Victim of the Avenues
by Zane Coker
part 1 of 3
The Doctor says: “You can squash a bug and it will always have the same look on its face, the same pain in its heart.”
And with this same strain in his veins, the Doctor resumes the same latex pose; but this time the gyrations of his hands are faster, streakier, and his eyes are of the hue of slate, stone-like and considerably rheumy looking.
“Either way,” continues the Doctor, “you’re dying.”
Dying?” Thirty-Eight feels his muscles wiggle like leeches in such a fashion as to want to stick to something; his magazine hinges slowly to his lap.
Death for me, Thirty-Eight reasons, is death to you. “What’s the difference?”
But the Doctor hasn’t the empathy to answer such a listless question; he’s only now indulging in mockery, sneering every single step of the way.

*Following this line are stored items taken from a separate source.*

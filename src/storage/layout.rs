//! On-disk naming for containers and the entries inside them.

use chrono::NaiveDateTime;
use std::path::{Path, PathBuf};

/// `{home}/{YYYY.MM}/{DD}/{HHMMSS.ffffff}.tar`
pub fn container_path(home: &Path, opened_at: NaiveDateTime) -> PathBuf {
    home.join(opened_at.format("%Y.%m").to_string())
        .join(opened_at.format("%d").to_string())
        .join(opened_at.format("%H%M%S.%6f.tar").to_string())
}

/// `{YYYY.MM}/{DD}/{HHMM}/{SS.ffffff}.jpg`, unique per microsecond.
pub fn entry_name(captured_at: NaiveDateTime) -> String {
    captured_at.format("%Y.%m/%d/%H%M/%S.%6f.jpg").to_string()
}

#[cfg(test)]
mod tests {
    use super::*;
    use chrono::{Duration, NaiveDate};

    fn at(micro: u32) -> NaiveDateTime {
        NaiveDate::from_ymd_opt(2024, 3, 5)
            .unwrap()
            .and_hms_micro_opt(14, 7, 9, micro)
            .unwrap()
    }

    #[test]
    fn container_path_is_hierarchical() {
        let path = container_path(Path::new("/srv/archive/gate"), at(42));
        assert_eq!(
            path,
            PathBuf::from("/srv/archive/gate/2024.03/05/140709.000042.tar")
        );
    }

    #[test]
    fn entry_name_buckets_by_day_and_minute() {
        assert_eq!(entry_name(at(250_000)), "2024.03/05/1407/09.250000.jpg");
    }

    #[test]
    fn entries_differing_by_one_microsecond_do_not_collide() {
        let first = at(999_998);
        let second = first + Duration::microseconds(1);
        let third = second + Duration::microseconds(1);
        assert_ne!(entry_name(first), entry_name(second));
        assert_ne!(entry_name(second), entry_name(third));
        assert_eq!(entry_name(third), "2024.03/05/1407/10.000000.jpg");
    }
}
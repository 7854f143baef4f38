//! Poll loop over the registered camera/archive pairs.
//!
//! The server is the only driver: it visits every source in registration
//! order, one fetch per source per sweep, and hands each frame straight to
//! that source's archive. Pacing comes from the fetches themselves.

use std::collections::HashMap;
use std::sync::atomic::{AtomicBool, Ordering};
use std::sync::Arc;
use std::time::Duration;

use crate::error::ServerError;
use crate::freespace::FreeSpaceProbe;
use crate::ingest::{FrameSource, FrameSourceConfig};
use crate::storage::ArchiveStore;

/// Practical ceiling on concurrently polled sources.
pub const MAX_SOURCES: usize = 8;
/// How long `stop()` waits for each archive to release its container.
pub const DEFAULT_CLOSE_TIMEOUT: Duration = Duration::from_secs(5);
/// Pause after a sweep in which no source produced a frame.
pub const IDLE_BACKOFF: Duration = Duration::from_millis(100);

struct SourcePair {
    source: FrameSource,
    archive: Option<ArchiveStore>,
}

pub struct Server {
    pairs: Vec<SourcePair>,
    index: HashMap<String, usize>,
    close_timeout: Duration,
}

impl Default for Server {
    fn default() -> Self {
        Self::new()
    }
}

impl Server {
    pub fn new() -> Self {
        Self {
            pairs: Vec::with_capacity(MAX_SOURCES),
            index: HashMap::new(),
            close_timeout: DEFAULT_CLOSE_TIMEOUT,
        }
    }

    pub fn with_close_timeout(mut self, timeout: Duration) -> Self {
        self.close_timeout = timeout;
        self
    }

    /// Registers an HTTP camera and, if configured, its archive.
    pub fn add_source(
        &mut self,
        config: FrameSourceConfig,
        probe: Arc<dyn FreeSpaceProbe>,
    ) -> Result<(), ServerError> {
        let archive = config
            .archive
            .clone()
            .map(|archive| ArchiveStore::new(config.id.clone(), archive, probe));
        self.register(FrameSource::new(config), archive)
    }

    pub fn register(
        &mut self,
        source: FrameSource,
        archive: Option<ArchiveStore>,
    ) -> Result<(), ServerError> {
        let id = source.id().to_string();
        if self.index.contains_key(&id) {
            return Err(ServerError::DuplicateSource(id));
        }
        if self.pairs.len() >= MAX_SOURCES {
            return Err(ServerError::CapacityExceeded {
                id,
                limit: MAX_SOURCES,
            });
        }
        if archive.is_none() {
            log::warn!("{:?}: no storage configured, frames will be discarded", id);
        }
        self.index.insert(id, self.pairs.len());
        self.pairs.push(SourcePair { source, archive });
        Ok(())
    }

    /// Opens every archive and polls until `shutdown` is raised, then stops.
    pub fn start(&mut self, shutdown: &AtomicBool) -> Result<(), ServerError> {
        log::info!("Starting server ...");
        if self.pairs.is_empty() {
            log::error!("CRITICAL No cameras");
            return Err(ServerError::NoSources);
        }

        self.open_archives();

        loop {
            match self.sweep_until(shutdown) {
                Some(0) => std::thread::sleep(IDLE_BACKOFF),
                Some(_) => {}
                None => {
                    log::warn!("Aborted by user");
                    break;
                }
            }
        }
        self.stop();
        Ok(())
    }

    pub fn open_archives(&mut self) {
        for pair in &mut self.pairs {
            if let Some(archive) = pair.archive.as_mut() {
                if !archive.open() {
                    log::warn!("{:?}: storage did not open", archive.id());
                }
            }
        }
    }

    /// One round-robin pass. Returns how many frames were fetched.
    pub fn sweep(&mut self) -> usize {
        self.sweep_until(&AtomicBool::new(false)).unwrap_or(0)
    }

    /// Like `sweep`, but checks `shutdown` before each source and returns
    /// `None` once it is raised.
    fn sweep_until(&mut self, shutdown: &AtomicBool) -> Option<usize> {
        let mut fetched = 0;
        for pair in &mut self.pairs {
            if shutdown.load(Ordering::SeqCst) {
                return None;
            }
            let Some(frame) = pair.source.fetch() else {
                continue;
            };
            fetched += 1;
            if let Some(archive) = pair.archive.as_mut() {
                archive.write(&frame);
            }
        }
        Some(fetched)
    }

    /// Locks every source and archive and waits for each container to be released.
    pub fn stop(&mut self) {
        log::warn!("Shutdown server ...");
        for pair in &mut self.pairs {
            pair.source.lock();
            let Some(archive) = pair.archive.as_mut() else {
                continue;
            };
            archive.lock_all();
            archive.close();
            if !archive.wait_closed(self.close_timeout) {
                log::warn!(
                    "{:?}: storage not closed after {:?}, forcing release",
                    archive.id(),
                    self.close_timeout
                );
                archive.force_release();
            }
        }
    }

    pub fn len(&self) -> usize {
        self.pairs.len()
    }

    pub fn is_empty(&self) -> bool {
        self.pairs.is_empty()
    }

    pub fn source(&self, id: &str) -> Option<&FrameSource> {
        self.index.get(id).map(|&i| &self.pairs[i].source)
    }

    pub fn archive(&self, id: &str) -> Option<&ArchiveStore> {
        self.index
            .get(id)
            .and_then(|&i| self.pairs[i].archive.as_ref())
    }

    pub fn archive_mut(&mut self, id: &str) -> Option<&mut ArchiveStore> {
        let i = *self.index.get(id)?;
        self.pairs[i].archive.as_mut()
    }
}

He feels better in knowing how clean he is.
“Do come with me,” the Doctor says, outstretching a tawny hand. “Come take a stroll through my little house...”
Worry went out the door and there were many things to think, to know as much as not to know, the dreams of harem.
“What a place!”
But before Thirty-Eight can inhale another expensive breath, in front of him, an arm reaches over and comes to rest on the shoulder of a shorter Pleasure; more gather round this shorter man; meanwhile the shorter Pleasure has his waxy face wet into a wave of radiant light.
“We’ve come in contact with your kind before,” the shorter Pleasure says.
A taller Pleasure steps closer to Thirty-Eight in order to see for himself those blackened eyes.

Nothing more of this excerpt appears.